→ Goal of the exercise
Instruction for the data below: set down exactly the lines from the line with "use std::io::ErrorKind;" to the line with "use tracing::warn;", inclusive, and no others.
====
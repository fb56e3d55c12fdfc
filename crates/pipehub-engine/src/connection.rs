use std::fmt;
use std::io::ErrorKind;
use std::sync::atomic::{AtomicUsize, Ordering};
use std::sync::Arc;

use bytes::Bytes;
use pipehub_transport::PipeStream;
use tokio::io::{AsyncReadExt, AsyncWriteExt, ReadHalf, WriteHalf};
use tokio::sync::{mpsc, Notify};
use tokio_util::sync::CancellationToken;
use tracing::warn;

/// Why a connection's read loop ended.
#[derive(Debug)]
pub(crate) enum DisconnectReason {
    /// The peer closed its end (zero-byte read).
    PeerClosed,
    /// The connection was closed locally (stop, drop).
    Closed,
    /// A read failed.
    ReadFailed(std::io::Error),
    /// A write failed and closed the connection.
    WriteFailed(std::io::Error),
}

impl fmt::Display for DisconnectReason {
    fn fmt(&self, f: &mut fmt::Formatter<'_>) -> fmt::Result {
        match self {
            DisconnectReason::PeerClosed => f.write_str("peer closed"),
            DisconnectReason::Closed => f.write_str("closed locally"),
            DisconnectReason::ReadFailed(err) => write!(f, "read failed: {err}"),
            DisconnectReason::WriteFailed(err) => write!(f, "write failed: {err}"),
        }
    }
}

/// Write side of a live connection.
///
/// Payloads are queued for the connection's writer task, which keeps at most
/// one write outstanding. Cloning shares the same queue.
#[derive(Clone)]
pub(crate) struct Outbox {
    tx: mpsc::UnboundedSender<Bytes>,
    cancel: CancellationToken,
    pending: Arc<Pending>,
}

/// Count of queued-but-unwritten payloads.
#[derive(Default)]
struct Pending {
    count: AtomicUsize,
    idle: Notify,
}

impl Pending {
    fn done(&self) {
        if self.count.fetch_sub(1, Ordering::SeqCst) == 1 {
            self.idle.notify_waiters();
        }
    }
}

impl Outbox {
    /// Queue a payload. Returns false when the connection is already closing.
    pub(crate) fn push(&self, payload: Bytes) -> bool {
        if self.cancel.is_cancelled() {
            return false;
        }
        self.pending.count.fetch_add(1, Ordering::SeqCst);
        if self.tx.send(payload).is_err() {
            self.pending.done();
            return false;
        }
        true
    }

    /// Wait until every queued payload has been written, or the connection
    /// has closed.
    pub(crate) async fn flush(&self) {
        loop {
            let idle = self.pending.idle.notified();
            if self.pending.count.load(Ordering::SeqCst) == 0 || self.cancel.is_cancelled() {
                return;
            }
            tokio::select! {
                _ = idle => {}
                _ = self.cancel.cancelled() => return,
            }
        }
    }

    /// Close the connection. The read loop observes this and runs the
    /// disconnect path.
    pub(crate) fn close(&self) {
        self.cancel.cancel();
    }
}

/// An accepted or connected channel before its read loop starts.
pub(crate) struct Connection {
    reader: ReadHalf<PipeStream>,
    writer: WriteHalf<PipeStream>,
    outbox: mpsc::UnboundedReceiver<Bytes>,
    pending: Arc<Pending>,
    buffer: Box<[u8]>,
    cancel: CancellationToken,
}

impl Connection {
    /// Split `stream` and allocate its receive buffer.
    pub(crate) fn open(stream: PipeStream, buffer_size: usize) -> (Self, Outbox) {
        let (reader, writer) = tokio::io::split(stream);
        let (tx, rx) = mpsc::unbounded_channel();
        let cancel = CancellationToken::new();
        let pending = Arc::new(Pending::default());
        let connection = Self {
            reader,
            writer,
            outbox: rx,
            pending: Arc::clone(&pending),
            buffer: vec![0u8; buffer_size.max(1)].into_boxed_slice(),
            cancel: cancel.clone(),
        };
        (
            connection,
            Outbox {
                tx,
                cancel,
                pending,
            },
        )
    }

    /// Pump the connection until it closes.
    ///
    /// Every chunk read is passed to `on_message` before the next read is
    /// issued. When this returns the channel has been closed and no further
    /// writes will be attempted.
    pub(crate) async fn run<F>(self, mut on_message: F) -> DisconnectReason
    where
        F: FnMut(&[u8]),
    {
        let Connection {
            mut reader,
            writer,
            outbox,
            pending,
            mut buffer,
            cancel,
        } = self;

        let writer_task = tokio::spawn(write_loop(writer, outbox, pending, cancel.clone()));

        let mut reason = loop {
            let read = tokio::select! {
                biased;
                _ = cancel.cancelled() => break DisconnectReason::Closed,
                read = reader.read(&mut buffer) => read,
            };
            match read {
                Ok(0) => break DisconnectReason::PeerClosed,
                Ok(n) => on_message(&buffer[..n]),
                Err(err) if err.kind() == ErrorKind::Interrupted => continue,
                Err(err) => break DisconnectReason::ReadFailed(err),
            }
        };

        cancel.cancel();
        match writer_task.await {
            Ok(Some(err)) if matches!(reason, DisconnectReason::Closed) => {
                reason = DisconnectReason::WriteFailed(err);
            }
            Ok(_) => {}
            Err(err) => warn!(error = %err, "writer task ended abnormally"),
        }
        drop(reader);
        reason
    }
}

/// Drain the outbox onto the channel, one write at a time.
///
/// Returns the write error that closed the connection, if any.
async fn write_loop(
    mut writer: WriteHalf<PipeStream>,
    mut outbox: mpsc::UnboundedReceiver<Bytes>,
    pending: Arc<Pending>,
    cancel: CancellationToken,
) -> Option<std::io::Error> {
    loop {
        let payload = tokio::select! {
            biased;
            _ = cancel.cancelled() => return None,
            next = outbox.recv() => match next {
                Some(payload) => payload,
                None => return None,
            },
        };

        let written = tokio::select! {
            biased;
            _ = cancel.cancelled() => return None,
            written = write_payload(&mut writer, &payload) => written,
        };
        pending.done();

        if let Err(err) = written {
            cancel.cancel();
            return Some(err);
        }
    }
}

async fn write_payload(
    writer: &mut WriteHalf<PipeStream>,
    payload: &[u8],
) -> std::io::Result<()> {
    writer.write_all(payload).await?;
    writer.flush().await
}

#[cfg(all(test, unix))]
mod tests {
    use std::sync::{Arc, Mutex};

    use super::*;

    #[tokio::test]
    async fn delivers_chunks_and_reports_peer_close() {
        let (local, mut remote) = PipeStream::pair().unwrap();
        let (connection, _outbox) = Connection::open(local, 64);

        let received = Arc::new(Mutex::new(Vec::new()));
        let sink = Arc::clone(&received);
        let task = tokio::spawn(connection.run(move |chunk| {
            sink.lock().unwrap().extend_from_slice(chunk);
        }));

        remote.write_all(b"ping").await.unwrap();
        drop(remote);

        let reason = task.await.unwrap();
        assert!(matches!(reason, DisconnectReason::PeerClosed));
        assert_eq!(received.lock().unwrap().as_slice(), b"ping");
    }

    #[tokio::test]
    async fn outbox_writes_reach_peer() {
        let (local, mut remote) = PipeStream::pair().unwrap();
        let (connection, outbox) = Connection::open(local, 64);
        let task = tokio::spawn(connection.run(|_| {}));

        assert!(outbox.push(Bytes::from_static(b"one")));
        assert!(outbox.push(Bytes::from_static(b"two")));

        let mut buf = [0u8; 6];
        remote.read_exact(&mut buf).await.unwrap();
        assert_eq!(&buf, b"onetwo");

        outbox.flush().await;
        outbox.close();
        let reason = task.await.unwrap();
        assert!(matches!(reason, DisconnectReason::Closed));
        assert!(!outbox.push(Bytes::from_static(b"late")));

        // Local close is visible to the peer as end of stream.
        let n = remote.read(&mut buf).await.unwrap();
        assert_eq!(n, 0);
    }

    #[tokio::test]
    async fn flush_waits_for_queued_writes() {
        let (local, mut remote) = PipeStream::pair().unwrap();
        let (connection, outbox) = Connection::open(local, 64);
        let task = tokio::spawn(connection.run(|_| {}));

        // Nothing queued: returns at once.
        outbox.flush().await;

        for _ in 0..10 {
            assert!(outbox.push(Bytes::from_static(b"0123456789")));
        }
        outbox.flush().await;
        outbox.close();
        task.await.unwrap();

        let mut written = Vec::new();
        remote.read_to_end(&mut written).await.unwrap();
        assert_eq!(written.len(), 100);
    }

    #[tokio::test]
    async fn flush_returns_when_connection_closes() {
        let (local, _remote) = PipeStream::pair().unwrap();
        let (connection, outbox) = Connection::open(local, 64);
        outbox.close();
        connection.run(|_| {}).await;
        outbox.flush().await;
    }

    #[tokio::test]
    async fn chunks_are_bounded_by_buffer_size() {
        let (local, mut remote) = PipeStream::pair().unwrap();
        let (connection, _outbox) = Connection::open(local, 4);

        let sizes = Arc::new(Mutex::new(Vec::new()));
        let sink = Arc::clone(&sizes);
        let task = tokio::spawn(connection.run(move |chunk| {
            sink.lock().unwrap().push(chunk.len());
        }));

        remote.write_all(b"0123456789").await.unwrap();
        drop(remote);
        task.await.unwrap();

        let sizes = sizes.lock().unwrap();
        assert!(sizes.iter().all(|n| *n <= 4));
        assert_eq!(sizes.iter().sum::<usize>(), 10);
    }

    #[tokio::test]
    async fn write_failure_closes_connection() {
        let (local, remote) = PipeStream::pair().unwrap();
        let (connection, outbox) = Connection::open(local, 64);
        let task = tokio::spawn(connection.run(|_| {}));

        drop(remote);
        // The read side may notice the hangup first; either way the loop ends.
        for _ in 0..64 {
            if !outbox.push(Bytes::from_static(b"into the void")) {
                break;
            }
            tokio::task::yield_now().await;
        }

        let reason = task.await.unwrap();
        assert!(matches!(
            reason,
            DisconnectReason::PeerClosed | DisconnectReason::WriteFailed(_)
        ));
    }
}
====
→ Response to this exercise
use std::io::ErrorKind;
use std::sync::atomic::{AtomicUsize, Ordering};
use std::sync::Arc;

use bytes::Bytes;
use pipehub_transport::PipeStream;
use tokio::io::{AsyncReadExt, AsyncWriteExt, ReadHalf, WriteHalf};
use tokio::sync::{mpsc, Notify};
use tokio_util::sync::CancellationToken;
use tracing::warn;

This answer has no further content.